The task – Repeat, exactly as written, the lines of the records below from the first through the line with "of one section.", but none past it.

Data items
----------------------------------------
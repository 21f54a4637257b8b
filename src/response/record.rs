// SPDX-License-Identifier: MPL-2.0
// This Source Code Form is subject to the terms of the Mozilla Public
// License, v. 2.0. If a copy of the MPL was not distributed with this
// file, You can obtain one at https://mozilla.org/MPL/2.0/.

//! Generic CGMiner response decoding.
//!
//! A CGMiner reply looks like
//!
//! ```text
//! STATUS=S,When=1700000000,Code=7,Msg=3 Pool(s),Description=cgminer 4.11.1|POOL=0,URL=stratum+tcp://pool:3333,Status=Alive|POOL=1,URL=...|
//! ```
//!
//! The first segment is the `STATUS` section. Every further segment is a
//! section of comma separated `key=value` fields, introduced either by a
//! bare label (`SUMMARY,Elapsed=...`) or by a `POOL=<n>` marker.

use indexmap::IndexMap;
use serde::Serialize;

use super::Scalar;

/// Section name of the command outcome.
pub const STATUS_SECTION: &str = "STATUS";

/// Section marker used by the `pools` reply.
pub const POOL_SECTION: &str = "POOL";

/// Insertion-ordered fields of one section.
pub type Fields = IndexMap<String, Scalar>;

/// Pools keyed `p1`, `p2`, ... in the order the miner listed them.
pub type Pools = IndexMap<String, Fields>;

/// A named section, possibly repeated within one response.
#[derive(Debug, Clone, PartialEq, Serialize)]
#[serde(untagged)]
pub enum Section {
    /// The section appeared once.
    Single(Fields),
    /// The section appeared several times, in order of appearance.
    Multiple(Vec<Fields>),
}

impl Section {
    /// Returns the first occurrence.
    #[must_use]
    pub fn first(&self) -> Option<&Fields> {
        match self {
            Self::Single(fields) => Some(fields),
            Self::Multiple(list) => list.first(),
        }
    }

    /// Iterates over every occurrence in order.
    pub fn iter(&self) -> impl Iterator<Item = &Fields> {
        let slice = match self {
            Self::Single(fields) => std::slice::from_ref(fields),
            Self::Multiple(list) => list.as_slice(),
        };
        slice.iter()
    }

    /// Returns the number of occurrences.
    #[must_use]
    pub fn len(&self) -> usize {
        match self {
            Self::Single(_) => 1,
            Self::Multiple(list) => list.len(),
        }
    }

    /// Returns true if there is no occurrence.
    #[must_use]
    pub fn is_empty(&self) -> bool {
        self.len() == 0
    }

    /// Consumes the section, returning every occurrence in order.
    #[must_use]
    pub fn into_vec(self) -> Vec<Fields> {
        match self {
            Self::Single(fields) => vec![fields],
            Self::Multiple(list) => list,
        }
    }

    fn push(&mut self, fields: Fields) {
        match self {
            Self::Single(first) => {
                let first = std::mem::take(first);
                *self = Self::Multiple(vec![first, fields]);
            }
            Self::Multiple(list) => list.push(fields),
        }
    }
}

/// A decoded CGMiner response: section name to section.
///
/// # Examples
///
/// ```
/// use avalon_lib::response::{decode, Scalar};
///
/// let record = decode("STATUS=S,Msg=Summary|SUMMARY,Elapsed=120,MHS av=1234.5");
/// assert_eq!(record.status_code(), Some("S"));
///
/// let summary = record.get("SUMMARY").and_then(|s| s.first()).unwrap();
/// assert_eq!(summary["Elapsed"], Scalar::Int(120));
/// assert_eq!(summary["MHS av"], Scalar::Float(1234.5));
/// ```
#[derive(Debug, Clone, Default, PartialEq, Serialize)]
#[serde(transparent)]
pub struct Record {
    sections: IndexMap<String, Section>,
    #[serde(skip)]
    message: Option<String>,
}

impl Record {
    /// Returns the named section.
    #[must_use]
    pub fn get(&self, name: &str) -> Option<&Section> {
        self.sections.get(name)
    }

    /// Returns the first occurrence of the named section.
    #[must_use]
    pub fn first(&self, name: &str) -> Option<&Fields> {
        self.get(name).and_then(Section::first)
    }

    /// Returns the `STATUS` section (its first occurrence if repeated).
    #[must_use]
    pub fn status(&self) -> Option<&Fields> {
        self.first(STATUS_SECTION)
    }

    /// Returns the `STATUS` code, e.g. `"S"` for success.
    #[must_use]
    pub fn status_code(&self) -> Option<&str> {
        self.status()
            .and_then(|fields| fields.get("STATUS"))
            .and_then(Scalar::as_str)
    }

    /// Returns the `STATUS` message exactly as the miner sent it.
    #[must_use]
    pub fn message(&self) -> Option<&str> {
        self.message.as_deref()
    }

    /// Returns true if no section was decoded.
    #[must_use]
    pub fn is_empty(&self) -> bool {
        self.sections.is_empty()
    }

    /// Returns the number of distinct section names.
    #[must_use]
    pub fn len(&self) -> usize {
        self.sections.len()
    }

    /// Iterates over sections in order of first appearance.
    pub fn iter(&self) -> impl Iterator<Item = (&str, &Section)> {
        self.sections.iter().map(|(name, section)| (name.as_str(), section))
    }

    /// Consumes the record, returning the named section.
    #[must_use]
    pub fn take(mut self, name: &str) -> Option<Section> {
        self.sections.shift_remove(name)
    }

    /// Consumes the record, renumbering its `POOL` sections.
    ///
    /// # Examples
    ///
    /// ```
    /// use avalon_lib::response::decode;
    ///
    /// let pools = decode("STATUS=S|POOL=0,URL=a|POOL=1,URL=b").into_pools();
    /// assert_eq!(pools.keys().collect::<Vec<_>>(), ["p1", "p2"]);
    /// ```
    #[must_use]
    pub fn into_pools(self) -> Pools {
        self.take(POOL_SECTION)
            .map(Section::into_vec)
            .unwrap_or_default()
            .into_iter()
            .enumerate()
            .map(|(i, pool)| (format!("p{}", i + 1), pool))
            .collect()
    }

    fn insert(&mut self, name: String, fields: Fields) {
        match self.sections.get_mut(&name) {
            Some(existing) => existing.push(fields),
            None => {
                self.sections.insert(name, Section::Single(fields));
            }
        }
    }
}

/// Decodes a generic CGMiner response.
///
/// Returns an empty [`Record`] if the text has no `|` delimiter. Malformed
/// tokens are skipped instead of failing the whole response.
#[must_use]
pub fn decode(text: &str) -> Record {
    let mut record = Record::default();
    if !text.contains('|') {
        return record;
    }

    let mut segments = text.split('|');

    let status = segments.next().unwrap_or_default().trim();
    if !status.is_empty() {
        let mut fields = Fields::new();
        parse_fields(status.split(','), &mut fields);
        record.insert(STATUS_SECTION.to_string(), fields);
        record.message = raw_field(status, "Msg").map(str::to_string);
    }

    for segment in segments.map(str::trim).filter(|s| !s.is_empty()) {
        let (name, fields) = parse_section(segment);
        if let Some(name) = name {
            record.insert(name, fields);
        }
    }

    record
}

fn parse_section(segment: &str) -> (Option<String>, Fields) {
    let mut tokens = segment.split(',').peekable();
    let mut fields = Fields::new();
    let mut name = None;

    let first = tokens.peek().copied().unwrap_or_default().trim();
    match first.split_once('=') {
        Some((POOL_SECTION, id)) => {
            name = Some(POOL_SECTION.to_string());
            fields.insert(POOL_SECTION.to_string(), Scalar::from(id.trim()));
            tokens.next();
        }
        // A leading field without a label stays in the field list.
        Some(_) => {}
        None => {
            if !first.is_empty() {
                name = Some(first.to_string());
            }
            tokens.next();
        }
    }

    parse_fields(tokens, &mut fields);

    let name = name.or_else(|| fields.keys().next().cloned());
    (name, fields)
}

/// Last raw value of `key` in a segment, as `parse_fields` would keep it.
fn raw_field<'a>(segment: &'a str, key: &str) -> Option<&'a str> {
    segment
        .split(',')
        .filter_map(|token| token.trim().split_once('='))
        .filter(|(k, _)| k.trim() == key)
        .map(|(_, value)| value.trim())
        .last()
}

fn parse_fields<'a>(tokens: impl Iterator<Item = &'a str>, fields: &mut Fields) {
    for token in tokens {
        let Some((key, value)) = token.trim().split_once('=') else {
            continue;
        };
        fields.insert(key.trim().to_string(), Scalar::infer(value.trim()));
    }
}

#[cfg(test)]
mod tests {
    use super::*;

    fn fields(pairs: &[(&str, Scalar)]) -> Fields {
        pairs
            .iter()
            .map(|(k, v)| ((*k).to_string(), v.clone()))
            .collect()
    }

    #[test]
    fn status_and_repeated_pools() {
        let record = decode("A=1,B=2|POOL=x,C=3|POOL=y,D=4");

        assert_eq!(
            record.get("STATUS"),
            Some(&Section::Single(fields(&[
                ("A", Scalar::Int(1)),
                ("B", Scalar::Int(2)),
            ])))
        );
        assert_eq!(
            record.get("POOL"),
            Some(&Section::Multiple(vec![
                fields(&[("POOL", Scalar::from("x")), ("C", Scalar::Int(3))]),
                fields(&[("POOL", Scalar::from("y")), ("D", Scalar::Int(4))]),
            ]))
        );
    }

    #[test]
    fn third_occurrence_appends() {
        let record = decode("STATUS=S|POOL=0,A=1|POOL=1,A=2|POOL=2,A=3");
        let pools = record.get("POOL").unwrap();

        assert_eq!(pools.len(), 3);
        let ids: Vec<_> = pools.iter().map(|p| p["POOL"].to_string()).collect();
        assert_eq!(ids, ["0", "1", "2"]);
    }

    #[test]
    fn pool_marker_value_is_kept_as_string() {
        let record = decode("STATUS=S|POOL=0,URL=stratum+tcp://pool:3333");
        let pool = record.first("POOL").unwrap();
        assert_eq!(pool["POOL"], Scalar::from("0"));
        assert_eq!(pool["URL"], Scalar::from("stratum+tcp://pool:3333"));
    }

    #[test]
    fn labelled_section() {
        let record = decode(
            "STATUS=S,When=1700000000,Code=11,Msg=Summary|SUMMARY,Elapsed=3600,MHS av=6000000.12,Accepted=42",
        );

        assert_eq!(record.status_code(), Some("S"));
        assert_eq!(record.message(), Some("Summary"));

        let summary = record.first("SUMMARY").unwrap();
        assert_eq!(summary["Elapsed"], Scalar::Int(3600));
        assert_eq!(summary["MHS av"], Scalar::Float(6_000_000.12));
        assert_eq!(summary["Accepted"], Scalar::Int(42));
    }

    #[test]
    fn unlabelled_section_named_after_first_field() {
        let record = decode("STATUS=S|STATS=0,ID=AVA100,Elapsed=10");
        let stats = record.first("STATS").unwrap();
        assert_eq!(stats["STATS"], Scalar::Int(0));
        assert_eq!(stats["ID"], Scalar::from("AVA100"));
    }

    #[test]
    fn label_without_fields_is_kept() {
        let record = decode("STATUS=S|VERSION");
        assert_eq!(record.get("VERSION"), Some(&Section::Single(Fields::new())));
    }

    #[test]
    fn tokens_without_equals_are_skipped() {
        let record = decode("STATUS=S,garbage,Msg=ok|DEVS,noise,Temp=40.5");
        assert_eq!(record.status().unwrap().len(), 2);

        let devs = record.first("DEVS").unwrap();
        assert_eq!(devs.len(), 1);
        assert_eq!(devs["Temp"], Scalar::Float(40.5));
    }

    #[test]
    fn whitespace_is_trimmed_around_keys_and_values() {
        let record = decode(" STATUS = S , Msg = hi | SUMMARY , Elapsed = 5 ");
        assert_eq!(record.status_code(), Some("S"));
        assert_eq!(record.first("SUMMARY").unwrap()["Elapsed"], Scalar::Int(5));
    }

    #[test]
    fn value_may_contain_equals() {
        let record = decode("STATUS=S|POOL=0,URL=stratum+tcp://host:3333?a=b");
        assert_eq!(
            record.first("POOL").unwrap()["URL"],
            Scalar::from("stratum+tcp://host:3333?a=b")
        );
    }

    #[test]
    fn no_delimiter_yields_empty_record() {
        assert!(decode("").is_empty());
        assert!(decode("STATUS=S,Msg=no pipe").is_empty());
    }

    #[test]
    fn empty_segments_are_ignored() {
        let record = decode("STATUS=S||SUMMARY,A=1|");
        assert_eq!(record.len(), 2);
    }

    #[test]
    fn empty_status_segment_is_not_stored() {
        let record = decode("|SUMMARY,A=1");
        assert!(record.status().is_none());
        assert!(record.get("SUMMARY").is_some());
    }

    #[test]
    fn repeated_status_uses_first_occurrence() {
        let record = decode("STATUS=S,Msg=first|STATUS=E,Msg=second");
        assert!(matches!(record.get("STATUS"), Some(Section::Multiple(_))));
        assert_eq!(record.status_code(), Some("S"));
        assert_eq!(record.message(), Some("first"));
    }

    #[test]
    fn decoding_is_idempotent() {
        let text = "STATUS=S,Msg=3 Pool(s)|POOL=0,Priority=0|POOL=1,Priority=1|POOL=2,Priority=2";
        assert_eq!(decode(text), decode(text));
    }

    #[test]
    fn sections_keep_order_of_appearance() {
        let record = decode("STATUS=S|B,x=1|A,y=2|C,z=3");
        let names: Vec<_> = record.iter().map(|(name, _)| name).collect();
        assert_eq!(names, ["STATUS", "B", "A", "C"]);
    }

    #[test]
    fn serializes_as_plain_maps() {
        let record = decode("STATUS=S,Code=7|POOL=0,Diff=1.5|POOL=1,Diff=2");
        let json = serde_json::to_value(&record).unwrap();
        assert_eq!(
            json,
            serde_json::json!({
                "STATUS": {"STATUS": "S", "Code": 7},
                "POOL": [{"POOL": "0", "Diff": 1.5}, {"POOL": "1", "Diff": 2}]
            })
        );
    }

    #[test]
    fn pools_are_renumbered_from_one() {
        let pools = decode("STATUS=S|POOL=0,URL=a,Status=Alive|POOL=1,URL=b|POOL=2,URL=c")
            .into_pools();
        assert_eq!(pools.len(), 3);
        assert_eq!(pools["p1"]["URL"], Scalar::from("a"));
        assert_eq!(pools["p1"]["POOL"], Scalar::from("0"));
        assert_eq!(pools["p3"]["URL"], Scalar::from("c"));
    }

    #[test]
    fn single_pool_is_p1() {
        let pools = decode("STATUS=S|POOL=0,URL=a").into_pools();
        assert_eq!(pools.keys().collect::<Vec<_>>(), ["p1"]);
    }

    #[test]
    fn no_pool_section_gives_no_pools() {
        assert!(decode("STATUS=S,Msg=ok|").into_pools().is_empty());
        assert!(decode("").into_pools().is_empty());
    }

    #[test]
    fn message_keeps_raw_text() {
        let record = decode("STATUS=S,Code=7,Msg=5.0|");
        assert_eq!(record.message(), Some("5.0"));
        assert_eq!(record.first("STATUS").unwrap()["Msg"], Scalar::Float(5.0));

        assert_eq!(decode("STATUS=E,Msg= 007 |").message(), Some("007"));
        assert_eq!(decode("STATUS=S,Code=7|").message(), None);
        assert_eq!(decode("no delimiter Msg=x").message(), None);
    }
}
----------------------------------------
The completed task –
repository 21f54a4637257b8b
filename src/response/record.rs
// SPDX-License-Identifier: MPL-2.0
// This Source Code Form is subject to the terms of the Mozilla Public
// License, v. 2.0. If a copy of the MPL was not distributed with this
// file, You can obtain one at https://mozilla.org/MPL/2.0/.

//! Generic CGMiner response decoding.
//!
//! A CGMiner reply looks like
//!
//! ```text
//! STATUS=S,When=1700000000,Code=7,Msg=3 Pool(s),Description=cgminer 4.11.1|POOL=0,URL=stratum+tcp://pool:3333,Status=Alive|POOL=1,URL=...|
//! ```
//!
//! The first segment is the `STATUS` section. Every further segment is a
//! section of comma separated `key=value` fields, introduced either by a
//! bare label (`SUMMARY,Elapsed=...`) or by a `POOL=<n>` marker.

use indexmap::IndexMap;
use serde::Serialize;

use super::Scalar;

/// Section name of the command outcome.
pub const STATUS_SECTION: &str = "STATUS";

/// Section marker used by the `pools` reply.
pub const POOL_SECTION: &str = "POOL";

/// Insertion-ordered fields of one section.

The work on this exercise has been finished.